7. Oszacowanie biznesowe pozwala ocenić koszty awarii. W praktyce pewne składowe
kosztów daje się ocenić względnie precyzyjnie (np. wysokość kar umownych, koszty
wytworzenia i wdrożenia nowej wersji systemu itp.), inne składowe jednak z trudem
pozwalają się wyliczyć (efekty długofalowe, stopniowa utrata klientów itp.).
8. Profile użycia, jeśli są dostępne, pozwalają określić, jak intensywnie i z jakimi
danymi użytkowane są poszczególne funkcjonalności i ścieżki testowanego systemu.

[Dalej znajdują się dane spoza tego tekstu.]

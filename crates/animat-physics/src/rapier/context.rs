//! Rapier3D pipeline state plus the per-body bookkeeping the backend needs.

use animat_core::types::{JointKind, LinkIndex};
use bevy::math::Vec3;
use rapier3d::prelude::{
    CCDSolver, ColliderHandle, ColliderSet, DefaultBroadPhase, ImpulseJointHandle,
    ImpulseJointSet, IntegrationParameters, IslandManager, MultibodyJointSet, NarrowPhase,
    PhysicsPipeline, RigidBodyHandle, RigidBodySet,
};

use crate::backend::{DynamicsInfo, JointInfo, JointState};

// ---------------------------------------------------------------------------
// RapierJoint
// ---------------------------------------------------------------------------

/// One joint of a registered body.
pub struct RapierJoint {
    pub handle: ImpulseJointHandle,
    pub parent_body: RigidBodyHandle,
    pub child_body: RigidBodyHandle,
    /// Joint axis in world coordinates at rest. Bodies are created
    /// world-aligned, so this is also the axis in both body frames.
    pub world_axis: Vec3,
    /// Parent-to-child offset along the axis at rest (prismatic joints).
    pub rest_offset: f32,
    pub info: JointInfo,
    pub state: JointState,
}

// ---------------------------------------------------------------------------
// RapierBody
// ---------------------------------------------------------------------------

/// Handles and mirrored dynamics of one multi-body.
///
/// Per-link vectors are indexed by `link + 1`, so slot 0 is the base.
pub struct RapierBody {
    pub name: String,
    pub bodies: Vec<RigidBodyHandle>,
    pub colliders: Vec<ColliderHandle>,
    pub dynamics: Vec<DynamicsInfo>,
    pub joints: Vec<RapierJoint>,
}

impl RapierBody {
    /// Slot of `link` in the per-link vectors.
    pub fn slot(&self, link: LinkIndex) -> Option<usize> {
        usize::try_from(link + 1)
            .ok()
            .filter(|&slot| slot < self.bodies.len())
    }
}

// ---------------------------------------------------------------------------
// RapierContext
// ---------------------------------------------------------------------------

/// The rapier world plus every multi-body registered in it.
///
/// A pipeline step borrows all sets at once, hence one owner for them.
pub struct RapierContext {
    // -- Rapier sets --
    pub rigid_body_set: RigidBodySet,
    pub collider_set: ColliderSet,
    pub impulse_joint_set: ImpulseJointSet,
    pub multibody_joint_set: MultibodyJointSet,

    // -- Pipeline objects --
    pub physics_pipeline: PhysicsPipeline,
    pub island_manager: IslandManager,
    pub broad_phase: DefaultBroadPhase,
    pub narrow_phase: NarrowPhase,
    pub ccd_solver: CCDSolver,

    // -- Parameters --
    pub integration_parameters: IntegrationParameters,
    pub gravity: Vec3,

    // -- Registered multi-bodies, indexed by `BodyId` --
    pub bodies: Vec<RapierBody>,
}

impl RapierContext {
    /// Create an empty world with given gravity and timestep.
    pub fn new(gravity: Vec3, dt: f32) -> Self {
        let mut integration_parameters = IntegrationParameters::default();
        integration_parameters.dt = dt;

        Self {
            rigid_body_set: RigidBodySet::new(),
            collider_set: ColliderSet::new(),
            impulse_joint_set: ImpulseJointSet::new(),
            multibody_joint_set: MultibodyJointSet::new(),
            physics_pipeline: PhysicsPipeline::new(),
            island_manager: IslandManager::new(),
            broad_phase: DefaultBroadPhase::new(),
            narrow_phase: NarrowPhase::new(),
            ccd_solver: CCDSolver::new(),
            integration_parameters,
            gravity,
            bodies: Vec::new(),
        }
    }

    /// Run one physics step.
    pub fn step(&mut self) {
        self.physics_pipeline.step(
            self.gravity,
            &self.integration_parameters,
            &mut self.island_manager,
            &mut self.broad_phase,
            &mut self.narrow_phase,
            &mut self.rigid_body_set,
            &mut self.collider_set,
            &mut self.impulse_joint_set,
            &mut self.multibody_joint_set,
            &mut self.ccd_solver,
            &(),
            &(),
        );
    }

    /// Recompute every joint's position and velocity from body transforms.
    pub fn read_joint_states(&mut self) {
        let rigid_bodies = &self.rigid_body_set;
        for joint in self.bodies.iter_mut().flat_map(|b| b.joints.iter_mut()) {
            let (Some(parent), Some(child)) = (
                rigid_bodies.get(joint.parent_body),
                rigid_bodies.get(joint.child_body),
            ) else {
                continue;
            };
            let axis = joint.world_axis;

            if joint.info.kind == JointKind::Prismatic {
                // Displacement along the joint axis, minus the rest offset.
                let relative_pos = child.position().translation - parent.position().translation;
                joint.state.position = relative_pos.dot(axis) - joint.rest_offset;
                joint.state.velocity = (child.linvel() - parent.linvel()).dot(axis);
            } else {
                // Rotation around the joint axis from the relative quaternion.
                let relative = parent.position().rotation.inverse() * child.position().rotation;
                let sin_half = Vec3::new(relative.x, relative.y, relative.z).dot(axis);
                joint.state.position = 2.0 * f32::atan2(sin_half, relative.w);
                joint.state.velocity = (child.angvel() - parent.angvel()).dot(axis);
            }
        }
    }
}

9. Zwykle nie jest nam znana gęstość błędów w danej funkcji czy części systemu,
jednak często można ją próbować oszacować na podstawie wartości danych
skorelowanych [11], takich jak złożoność algorytmu, liczba osób odpowiedzialnych
za implementację, historia wcześniejszych podobnych błędów, jakość projektu
systemu itp.
10. Profile użycia uzyskujemy bądź to na podstawie wcześniej gromadzonych danych
archiwalnych, bądź na podstawie analizy przewidywanego profilu użytkowania, bądź
wreszcie przy pomocy analizy logów i innych pomiarów wykonywanych na systemie
działającym już w środowisku produkcyjnym.
Podsumowanie
Przedsięwzięcia informatyczne obciążone są niepewnością. Istniejące zagrożenia mogą
spowodować fiasko planowanego wyniku przedsięwzięcia. Zarządzenie zagrożeniami
(Risk Management) umożliwia osiągnięcie sukcesu nawet w sytuacji realnie
zmaterializowanych zagrożeń. Kluczowym elementem zarządzania zagrożeniami jest
testowanie. Testowanie pozwala na skuteczną identyfikację zagrożeń produktowych,
oszacowanie prawdopodobieństwa ich materializacji i monitorowania, jak również
usprawnia ocenę konsekwencji zagrożeń.
Skuteczne testowanie musi dotyczyć przede wszystkim obszarów o największych
zagrożeniach. Przypadki testowe do takiego testowania dobiera się tak, aby dotyczyły
najwyższych zagrożeń produktowych (Risk Based Testing).
Literatura
A. Andrzej Kobyliński, Modele jakości produktów i procesów programowych,
Oficyna Wydawnicza SGH, Warszawa, 2005
B. Tom DeMarco, Timothy Lister, Waltzing with Bears –Managing Risk on SW
Projects, Dorset House Publishing, New York, 2003
C. Rex Black, Managing the Test Process – Practical Tools and Techniques for
Managing HW and SW Testing, Wiley Publishing, 2002
D. Fredrick P. Brooks, The Mythical Man-Month – Essays on SW Engineering
Anniversary Edition, ADDISON-WESLAEY, 2001
E. Dietrich Dorner, Rita Kimber (Translator), Robert Kimber (Translator), The
Logic of Failure: Recognizing and Avoiding Error in Complex Situations,
Metropolitan Books, 1996
F. Martyn Ould, Managing SW Quality and Business Risk, Wiley, 1999
G. Andreas Spillner, Tilno Lintz, Hans Schaeffer, SW Testing Foundations,
dpunkt.verlag, 2006
H. Erik van Veenendaal, The Testing Practitioner, UTN Publishers, 2002
i
Np. zagrożenie mające prawdopodobieństwo „2” i konsekwencje „2” otrzymuje priorytet „4” (2 * 2 = 4),
podczas gdy zagrożenie o prawdopodobieństwie „1” i konsekwencjach „3” otrzymuje priorytet „3” (1 * 3
= 3).
ii
Ściślej, rozstrzygnięcie zależy od przyjętej strategii decyzji, np. przy strategii maksymalizacji zysku
można przyjąć unikanie jakichkolwiek dodatkowych kosztów zapobiegania zagrożeniom, które mogą
przecież wcale się nie zmaterializować.